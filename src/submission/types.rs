use serde::{Deserialize, Serialize};

/// Confirmation body for successful submissions and for method rejections.
#[derive(Debug, Serialize, Deserialize)]
pub struct MessageResponse {
    pub message: String,
}

/// Error body for validation and store failures.
#[derive(Debug, Serialize, Deserialize)]
pub struct ErrorResponse {
    pub error: String,
}

/// A submission that passed shape validation.
///
/// The only form in which client input reaches the rest of the system.
#[derive(Debug, Clone, PartialEq)]
pub struct ValidSubmission {
    pub name: String,
    pub shrimps: f64,
}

### Task instructions
Give back the lines above exactly, from the one with "and store failures." through the last line.

### Answer to the problem
/// Error body for validation and store failures.
#[derive(Debug, Serialize, Deserialize)]
pub struct ErrorResponse {
    pub error: String,
}

/// A submission that passed shape validation.
///
/// The only form in which client input reaches the rest of the system.
#[derive(Debug, Clone, PartialEq)]
pub struct ValidSubmission {
    pub name: String,
    pub shrimps: f64,
}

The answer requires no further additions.